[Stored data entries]
"""

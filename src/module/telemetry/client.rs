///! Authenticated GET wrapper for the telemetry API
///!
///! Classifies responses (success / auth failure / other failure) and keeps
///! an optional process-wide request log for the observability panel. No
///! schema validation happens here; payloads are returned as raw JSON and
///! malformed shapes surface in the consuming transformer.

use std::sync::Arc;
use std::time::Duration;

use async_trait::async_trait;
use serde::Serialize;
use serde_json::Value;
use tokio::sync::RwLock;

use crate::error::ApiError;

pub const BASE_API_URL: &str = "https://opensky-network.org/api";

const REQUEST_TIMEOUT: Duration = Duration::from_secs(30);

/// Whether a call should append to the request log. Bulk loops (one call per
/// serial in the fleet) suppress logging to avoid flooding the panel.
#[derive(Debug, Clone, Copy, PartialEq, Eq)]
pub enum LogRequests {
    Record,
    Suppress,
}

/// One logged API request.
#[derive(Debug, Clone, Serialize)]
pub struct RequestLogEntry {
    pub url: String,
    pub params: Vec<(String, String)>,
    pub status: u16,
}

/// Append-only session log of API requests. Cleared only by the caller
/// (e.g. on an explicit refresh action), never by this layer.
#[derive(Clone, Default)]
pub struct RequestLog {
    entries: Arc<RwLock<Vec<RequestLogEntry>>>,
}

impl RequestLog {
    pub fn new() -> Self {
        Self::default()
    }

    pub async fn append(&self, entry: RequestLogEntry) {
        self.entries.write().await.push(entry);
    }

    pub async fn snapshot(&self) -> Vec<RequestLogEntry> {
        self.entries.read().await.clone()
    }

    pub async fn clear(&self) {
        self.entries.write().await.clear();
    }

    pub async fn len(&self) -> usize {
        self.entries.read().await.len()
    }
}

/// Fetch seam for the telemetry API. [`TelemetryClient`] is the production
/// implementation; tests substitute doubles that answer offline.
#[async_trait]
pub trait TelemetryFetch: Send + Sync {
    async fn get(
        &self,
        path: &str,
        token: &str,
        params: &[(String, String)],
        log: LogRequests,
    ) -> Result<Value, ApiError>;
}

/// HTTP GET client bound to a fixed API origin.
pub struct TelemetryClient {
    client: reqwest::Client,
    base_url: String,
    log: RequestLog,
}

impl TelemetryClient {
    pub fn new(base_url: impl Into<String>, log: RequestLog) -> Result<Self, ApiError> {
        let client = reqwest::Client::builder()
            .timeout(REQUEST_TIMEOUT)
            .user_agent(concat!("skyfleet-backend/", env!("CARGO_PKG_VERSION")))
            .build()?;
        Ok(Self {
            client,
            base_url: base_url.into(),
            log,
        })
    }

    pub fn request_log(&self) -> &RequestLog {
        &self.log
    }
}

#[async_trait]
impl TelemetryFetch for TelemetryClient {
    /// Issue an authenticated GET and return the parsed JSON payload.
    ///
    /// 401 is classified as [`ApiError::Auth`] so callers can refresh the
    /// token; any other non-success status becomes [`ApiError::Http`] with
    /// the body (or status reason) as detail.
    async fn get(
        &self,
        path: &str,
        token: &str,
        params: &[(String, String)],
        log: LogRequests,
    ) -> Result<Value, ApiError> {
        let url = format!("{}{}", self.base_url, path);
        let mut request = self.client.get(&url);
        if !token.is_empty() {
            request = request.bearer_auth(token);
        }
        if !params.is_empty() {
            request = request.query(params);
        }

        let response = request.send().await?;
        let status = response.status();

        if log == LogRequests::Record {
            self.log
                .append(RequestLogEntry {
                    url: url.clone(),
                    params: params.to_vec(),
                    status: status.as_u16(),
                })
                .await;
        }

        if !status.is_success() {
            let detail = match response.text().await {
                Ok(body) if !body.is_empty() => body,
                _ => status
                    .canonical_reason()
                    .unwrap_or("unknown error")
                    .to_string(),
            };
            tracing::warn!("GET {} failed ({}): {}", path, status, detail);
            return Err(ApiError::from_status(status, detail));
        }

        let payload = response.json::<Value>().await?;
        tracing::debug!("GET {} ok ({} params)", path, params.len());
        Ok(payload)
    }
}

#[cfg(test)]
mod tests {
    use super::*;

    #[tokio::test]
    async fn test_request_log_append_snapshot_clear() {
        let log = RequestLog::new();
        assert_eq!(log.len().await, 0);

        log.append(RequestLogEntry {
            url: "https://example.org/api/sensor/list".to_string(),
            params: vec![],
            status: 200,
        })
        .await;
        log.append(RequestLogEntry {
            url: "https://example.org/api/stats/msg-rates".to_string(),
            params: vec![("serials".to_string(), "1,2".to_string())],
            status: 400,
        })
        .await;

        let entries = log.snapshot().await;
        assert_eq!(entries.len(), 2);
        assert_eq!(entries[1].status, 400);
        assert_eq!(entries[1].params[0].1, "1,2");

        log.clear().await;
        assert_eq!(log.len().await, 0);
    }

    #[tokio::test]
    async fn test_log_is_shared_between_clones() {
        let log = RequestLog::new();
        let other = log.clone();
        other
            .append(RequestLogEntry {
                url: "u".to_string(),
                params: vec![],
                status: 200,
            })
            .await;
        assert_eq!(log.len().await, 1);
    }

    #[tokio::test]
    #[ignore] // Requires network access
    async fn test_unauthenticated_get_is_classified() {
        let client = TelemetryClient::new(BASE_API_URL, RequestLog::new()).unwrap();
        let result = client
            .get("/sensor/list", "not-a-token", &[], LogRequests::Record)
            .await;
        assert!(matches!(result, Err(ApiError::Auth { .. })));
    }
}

"""
"""

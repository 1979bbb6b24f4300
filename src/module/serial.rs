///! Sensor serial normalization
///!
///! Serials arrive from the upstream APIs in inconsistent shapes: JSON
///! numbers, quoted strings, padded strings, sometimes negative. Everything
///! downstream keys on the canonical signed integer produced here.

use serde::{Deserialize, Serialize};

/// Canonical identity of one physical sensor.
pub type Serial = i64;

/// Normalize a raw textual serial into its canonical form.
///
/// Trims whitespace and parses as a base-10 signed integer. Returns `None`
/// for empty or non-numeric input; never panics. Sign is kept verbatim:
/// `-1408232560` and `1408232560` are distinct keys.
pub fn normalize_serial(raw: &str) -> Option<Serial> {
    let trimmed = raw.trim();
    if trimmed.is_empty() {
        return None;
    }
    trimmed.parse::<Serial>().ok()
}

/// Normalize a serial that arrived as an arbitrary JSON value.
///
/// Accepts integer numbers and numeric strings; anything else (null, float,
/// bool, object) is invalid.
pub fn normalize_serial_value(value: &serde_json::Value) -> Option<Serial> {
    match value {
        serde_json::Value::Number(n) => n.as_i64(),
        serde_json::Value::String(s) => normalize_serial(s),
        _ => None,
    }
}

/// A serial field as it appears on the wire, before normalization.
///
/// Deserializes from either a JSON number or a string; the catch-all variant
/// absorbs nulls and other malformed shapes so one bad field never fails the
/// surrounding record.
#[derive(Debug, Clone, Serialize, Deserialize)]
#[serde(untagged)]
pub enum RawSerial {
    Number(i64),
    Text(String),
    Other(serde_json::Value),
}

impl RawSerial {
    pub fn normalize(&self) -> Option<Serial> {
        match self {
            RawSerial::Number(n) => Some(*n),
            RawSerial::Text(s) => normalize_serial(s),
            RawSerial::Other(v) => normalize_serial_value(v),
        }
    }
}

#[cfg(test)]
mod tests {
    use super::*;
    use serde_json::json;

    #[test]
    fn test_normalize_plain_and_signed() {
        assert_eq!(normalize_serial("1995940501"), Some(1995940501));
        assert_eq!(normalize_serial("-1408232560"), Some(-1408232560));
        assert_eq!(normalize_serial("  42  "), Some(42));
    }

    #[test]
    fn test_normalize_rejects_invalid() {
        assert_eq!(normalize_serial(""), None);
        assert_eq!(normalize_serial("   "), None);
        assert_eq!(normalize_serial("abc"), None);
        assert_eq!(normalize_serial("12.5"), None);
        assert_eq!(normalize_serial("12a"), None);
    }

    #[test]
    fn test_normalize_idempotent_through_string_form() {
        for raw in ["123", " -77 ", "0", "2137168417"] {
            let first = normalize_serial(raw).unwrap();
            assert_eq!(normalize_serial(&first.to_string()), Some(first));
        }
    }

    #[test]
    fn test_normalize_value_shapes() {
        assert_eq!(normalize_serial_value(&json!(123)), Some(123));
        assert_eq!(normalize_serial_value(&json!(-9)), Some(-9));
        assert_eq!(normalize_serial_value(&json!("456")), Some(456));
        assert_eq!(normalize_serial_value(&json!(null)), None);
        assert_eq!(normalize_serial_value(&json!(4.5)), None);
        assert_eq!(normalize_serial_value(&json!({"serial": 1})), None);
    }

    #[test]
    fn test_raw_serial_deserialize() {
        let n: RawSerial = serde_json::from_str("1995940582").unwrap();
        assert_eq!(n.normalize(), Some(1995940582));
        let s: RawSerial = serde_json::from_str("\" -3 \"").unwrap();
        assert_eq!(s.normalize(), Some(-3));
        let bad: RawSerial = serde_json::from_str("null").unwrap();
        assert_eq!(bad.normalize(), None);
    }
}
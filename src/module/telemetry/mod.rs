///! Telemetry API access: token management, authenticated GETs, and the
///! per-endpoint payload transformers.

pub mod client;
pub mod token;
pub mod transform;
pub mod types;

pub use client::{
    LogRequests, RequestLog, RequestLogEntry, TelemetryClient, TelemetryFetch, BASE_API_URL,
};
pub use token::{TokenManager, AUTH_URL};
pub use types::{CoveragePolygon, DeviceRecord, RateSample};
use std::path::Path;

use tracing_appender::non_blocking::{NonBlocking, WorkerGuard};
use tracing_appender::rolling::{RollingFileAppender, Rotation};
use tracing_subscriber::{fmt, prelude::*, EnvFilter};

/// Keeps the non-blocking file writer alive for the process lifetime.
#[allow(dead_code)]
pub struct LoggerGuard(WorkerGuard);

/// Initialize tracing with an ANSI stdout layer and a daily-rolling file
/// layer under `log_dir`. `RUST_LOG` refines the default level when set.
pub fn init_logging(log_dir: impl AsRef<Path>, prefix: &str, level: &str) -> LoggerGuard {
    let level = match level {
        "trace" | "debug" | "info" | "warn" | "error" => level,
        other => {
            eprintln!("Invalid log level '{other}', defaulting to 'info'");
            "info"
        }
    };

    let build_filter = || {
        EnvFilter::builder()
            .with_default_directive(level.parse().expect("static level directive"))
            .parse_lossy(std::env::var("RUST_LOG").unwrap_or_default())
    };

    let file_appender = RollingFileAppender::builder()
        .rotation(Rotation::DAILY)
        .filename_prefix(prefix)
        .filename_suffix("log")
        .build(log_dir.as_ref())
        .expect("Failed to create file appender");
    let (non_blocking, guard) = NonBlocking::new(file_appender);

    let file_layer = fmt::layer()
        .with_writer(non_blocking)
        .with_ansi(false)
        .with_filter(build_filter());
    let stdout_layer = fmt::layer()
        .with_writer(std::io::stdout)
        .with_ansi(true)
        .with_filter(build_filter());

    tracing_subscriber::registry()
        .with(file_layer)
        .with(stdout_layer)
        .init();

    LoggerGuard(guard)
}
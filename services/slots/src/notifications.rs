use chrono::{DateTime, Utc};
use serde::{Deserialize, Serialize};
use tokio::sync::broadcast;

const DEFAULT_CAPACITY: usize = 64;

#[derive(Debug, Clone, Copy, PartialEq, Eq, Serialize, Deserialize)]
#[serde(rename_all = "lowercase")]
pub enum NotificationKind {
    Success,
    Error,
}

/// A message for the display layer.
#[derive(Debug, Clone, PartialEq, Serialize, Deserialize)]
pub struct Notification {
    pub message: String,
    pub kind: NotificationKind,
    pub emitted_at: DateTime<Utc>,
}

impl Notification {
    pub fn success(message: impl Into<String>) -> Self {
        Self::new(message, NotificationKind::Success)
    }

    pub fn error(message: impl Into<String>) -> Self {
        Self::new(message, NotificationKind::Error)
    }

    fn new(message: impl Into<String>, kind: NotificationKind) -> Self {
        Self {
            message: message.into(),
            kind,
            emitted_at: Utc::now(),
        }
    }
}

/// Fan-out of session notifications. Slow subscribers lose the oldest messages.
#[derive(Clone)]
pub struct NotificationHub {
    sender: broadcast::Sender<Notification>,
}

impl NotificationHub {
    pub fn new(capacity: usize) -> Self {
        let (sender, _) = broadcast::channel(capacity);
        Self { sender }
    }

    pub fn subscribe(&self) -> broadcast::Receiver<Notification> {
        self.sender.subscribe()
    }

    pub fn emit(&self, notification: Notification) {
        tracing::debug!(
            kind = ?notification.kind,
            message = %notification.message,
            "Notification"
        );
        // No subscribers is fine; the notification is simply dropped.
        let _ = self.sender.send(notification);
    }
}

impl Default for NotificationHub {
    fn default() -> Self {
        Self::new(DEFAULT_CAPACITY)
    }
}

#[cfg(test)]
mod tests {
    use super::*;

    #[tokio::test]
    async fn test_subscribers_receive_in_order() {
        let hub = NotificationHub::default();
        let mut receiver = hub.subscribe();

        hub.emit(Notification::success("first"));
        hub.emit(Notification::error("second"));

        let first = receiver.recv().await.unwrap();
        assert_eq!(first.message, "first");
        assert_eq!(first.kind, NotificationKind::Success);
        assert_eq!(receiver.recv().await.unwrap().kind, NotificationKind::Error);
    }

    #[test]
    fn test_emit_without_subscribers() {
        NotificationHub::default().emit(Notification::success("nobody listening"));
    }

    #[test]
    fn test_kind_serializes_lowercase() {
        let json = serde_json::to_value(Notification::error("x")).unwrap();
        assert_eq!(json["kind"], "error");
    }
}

"""
"""

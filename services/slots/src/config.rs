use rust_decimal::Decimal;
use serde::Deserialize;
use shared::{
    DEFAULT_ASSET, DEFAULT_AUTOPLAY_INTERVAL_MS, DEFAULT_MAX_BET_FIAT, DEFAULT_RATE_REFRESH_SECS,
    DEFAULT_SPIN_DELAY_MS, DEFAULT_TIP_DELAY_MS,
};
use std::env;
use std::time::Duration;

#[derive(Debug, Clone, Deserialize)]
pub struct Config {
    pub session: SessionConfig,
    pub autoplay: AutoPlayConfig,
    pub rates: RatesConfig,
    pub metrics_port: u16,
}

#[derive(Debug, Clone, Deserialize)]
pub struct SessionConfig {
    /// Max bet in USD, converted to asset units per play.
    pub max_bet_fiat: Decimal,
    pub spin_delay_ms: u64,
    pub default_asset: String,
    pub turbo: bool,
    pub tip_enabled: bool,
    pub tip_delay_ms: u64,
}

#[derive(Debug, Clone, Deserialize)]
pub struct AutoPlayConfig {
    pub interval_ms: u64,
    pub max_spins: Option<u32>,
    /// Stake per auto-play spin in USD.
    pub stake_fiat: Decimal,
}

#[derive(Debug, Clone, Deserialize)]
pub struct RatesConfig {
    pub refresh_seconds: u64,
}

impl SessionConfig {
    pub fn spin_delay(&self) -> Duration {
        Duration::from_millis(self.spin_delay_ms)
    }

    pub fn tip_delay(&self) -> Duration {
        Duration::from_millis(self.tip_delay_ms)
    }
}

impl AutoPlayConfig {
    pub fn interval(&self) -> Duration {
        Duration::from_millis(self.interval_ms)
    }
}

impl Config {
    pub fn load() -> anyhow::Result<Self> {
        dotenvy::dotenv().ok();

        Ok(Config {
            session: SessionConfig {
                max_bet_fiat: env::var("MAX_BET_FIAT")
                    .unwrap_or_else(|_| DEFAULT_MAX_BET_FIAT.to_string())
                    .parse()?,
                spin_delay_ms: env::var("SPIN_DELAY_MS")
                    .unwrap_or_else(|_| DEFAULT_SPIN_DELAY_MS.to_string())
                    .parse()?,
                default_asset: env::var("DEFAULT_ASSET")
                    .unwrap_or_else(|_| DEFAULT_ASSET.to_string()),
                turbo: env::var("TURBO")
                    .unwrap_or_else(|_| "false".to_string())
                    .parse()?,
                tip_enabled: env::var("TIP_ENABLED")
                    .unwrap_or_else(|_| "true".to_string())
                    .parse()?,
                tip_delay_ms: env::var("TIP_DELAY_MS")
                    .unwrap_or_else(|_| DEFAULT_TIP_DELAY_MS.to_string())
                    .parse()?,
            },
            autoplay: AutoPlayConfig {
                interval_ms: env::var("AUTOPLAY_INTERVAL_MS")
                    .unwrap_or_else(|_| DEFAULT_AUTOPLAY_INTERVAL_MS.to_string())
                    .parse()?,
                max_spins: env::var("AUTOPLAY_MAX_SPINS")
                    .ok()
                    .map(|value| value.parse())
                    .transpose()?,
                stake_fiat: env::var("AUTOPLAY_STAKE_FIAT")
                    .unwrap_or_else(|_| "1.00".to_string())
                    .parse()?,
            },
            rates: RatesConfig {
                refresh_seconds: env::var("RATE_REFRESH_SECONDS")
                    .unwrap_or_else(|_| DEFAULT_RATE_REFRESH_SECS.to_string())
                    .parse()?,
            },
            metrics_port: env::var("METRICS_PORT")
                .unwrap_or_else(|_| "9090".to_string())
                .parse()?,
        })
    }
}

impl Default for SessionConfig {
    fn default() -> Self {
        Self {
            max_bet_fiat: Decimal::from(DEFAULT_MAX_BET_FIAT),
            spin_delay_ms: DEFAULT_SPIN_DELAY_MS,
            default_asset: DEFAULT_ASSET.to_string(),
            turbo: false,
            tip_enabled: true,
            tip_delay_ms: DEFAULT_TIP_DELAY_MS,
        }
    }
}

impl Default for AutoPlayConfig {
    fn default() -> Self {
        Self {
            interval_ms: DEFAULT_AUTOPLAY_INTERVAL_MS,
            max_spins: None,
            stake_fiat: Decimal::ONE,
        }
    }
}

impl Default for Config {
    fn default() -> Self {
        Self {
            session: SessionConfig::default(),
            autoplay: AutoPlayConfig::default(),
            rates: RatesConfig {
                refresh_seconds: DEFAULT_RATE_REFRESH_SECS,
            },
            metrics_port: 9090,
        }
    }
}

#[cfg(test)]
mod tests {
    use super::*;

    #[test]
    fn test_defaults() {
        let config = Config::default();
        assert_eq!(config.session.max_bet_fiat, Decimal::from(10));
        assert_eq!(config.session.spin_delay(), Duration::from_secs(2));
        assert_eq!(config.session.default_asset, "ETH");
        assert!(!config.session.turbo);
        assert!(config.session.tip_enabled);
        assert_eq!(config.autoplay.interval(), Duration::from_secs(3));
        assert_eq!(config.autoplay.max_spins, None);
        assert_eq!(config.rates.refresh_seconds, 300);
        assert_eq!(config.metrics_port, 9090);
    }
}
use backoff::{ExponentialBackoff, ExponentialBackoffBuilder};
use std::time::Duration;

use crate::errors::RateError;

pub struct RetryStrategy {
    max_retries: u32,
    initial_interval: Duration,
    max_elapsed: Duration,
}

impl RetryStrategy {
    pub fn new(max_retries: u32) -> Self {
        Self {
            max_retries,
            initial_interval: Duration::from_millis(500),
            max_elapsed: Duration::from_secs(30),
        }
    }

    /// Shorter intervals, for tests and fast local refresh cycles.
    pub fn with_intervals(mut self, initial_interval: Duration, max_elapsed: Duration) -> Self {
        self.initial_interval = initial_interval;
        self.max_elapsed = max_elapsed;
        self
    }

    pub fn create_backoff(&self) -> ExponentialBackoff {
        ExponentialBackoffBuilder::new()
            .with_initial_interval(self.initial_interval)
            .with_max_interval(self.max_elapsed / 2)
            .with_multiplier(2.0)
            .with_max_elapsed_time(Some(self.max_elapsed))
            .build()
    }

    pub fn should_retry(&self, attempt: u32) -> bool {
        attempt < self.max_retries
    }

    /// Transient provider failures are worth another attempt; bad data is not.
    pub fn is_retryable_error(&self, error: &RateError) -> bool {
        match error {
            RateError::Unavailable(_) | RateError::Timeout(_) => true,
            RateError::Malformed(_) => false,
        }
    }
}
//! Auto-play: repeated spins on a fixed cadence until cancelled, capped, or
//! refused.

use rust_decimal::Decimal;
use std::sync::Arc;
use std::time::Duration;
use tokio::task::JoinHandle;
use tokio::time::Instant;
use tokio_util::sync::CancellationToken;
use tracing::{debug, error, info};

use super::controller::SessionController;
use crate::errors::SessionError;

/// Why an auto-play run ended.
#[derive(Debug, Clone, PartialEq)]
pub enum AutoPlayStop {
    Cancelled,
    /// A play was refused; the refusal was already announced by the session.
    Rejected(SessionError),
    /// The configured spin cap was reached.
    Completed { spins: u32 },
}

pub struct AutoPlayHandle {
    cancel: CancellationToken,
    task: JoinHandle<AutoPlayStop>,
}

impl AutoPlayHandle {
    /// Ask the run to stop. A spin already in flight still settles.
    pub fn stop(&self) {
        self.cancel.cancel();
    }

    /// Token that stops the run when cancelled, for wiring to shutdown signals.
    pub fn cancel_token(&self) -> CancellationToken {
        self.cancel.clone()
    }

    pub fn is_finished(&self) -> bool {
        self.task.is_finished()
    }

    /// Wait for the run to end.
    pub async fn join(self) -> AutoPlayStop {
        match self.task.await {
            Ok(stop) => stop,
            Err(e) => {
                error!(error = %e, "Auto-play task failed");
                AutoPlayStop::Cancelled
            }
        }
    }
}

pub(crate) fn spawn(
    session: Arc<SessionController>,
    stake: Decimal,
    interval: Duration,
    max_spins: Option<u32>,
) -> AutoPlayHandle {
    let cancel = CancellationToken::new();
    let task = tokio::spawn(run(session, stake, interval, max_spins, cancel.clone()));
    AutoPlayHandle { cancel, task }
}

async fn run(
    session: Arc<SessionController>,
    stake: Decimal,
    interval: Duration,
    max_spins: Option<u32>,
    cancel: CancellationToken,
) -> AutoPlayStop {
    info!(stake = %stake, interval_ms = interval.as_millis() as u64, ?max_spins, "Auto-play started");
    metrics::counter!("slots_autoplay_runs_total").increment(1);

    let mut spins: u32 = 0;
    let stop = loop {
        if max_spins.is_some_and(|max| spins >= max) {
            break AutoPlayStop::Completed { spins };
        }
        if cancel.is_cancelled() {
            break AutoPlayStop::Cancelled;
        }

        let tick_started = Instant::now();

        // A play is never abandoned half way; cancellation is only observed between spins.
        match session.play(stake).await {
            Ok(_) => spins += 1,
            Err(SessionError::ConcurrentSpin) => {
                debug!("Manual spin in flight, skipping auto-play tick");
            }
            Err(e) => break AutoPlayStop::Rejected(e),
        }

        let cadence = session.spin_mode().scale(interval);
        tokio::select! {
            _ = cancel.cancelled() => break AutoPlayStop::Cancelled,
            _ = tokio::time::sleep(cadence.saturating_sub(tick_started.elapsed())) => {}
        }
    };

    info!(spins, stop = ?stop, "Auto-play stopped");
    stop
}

"""

* **Exercise**:
The total, and only the total: count the lines above that contain "process".

* **Output for this task**:
2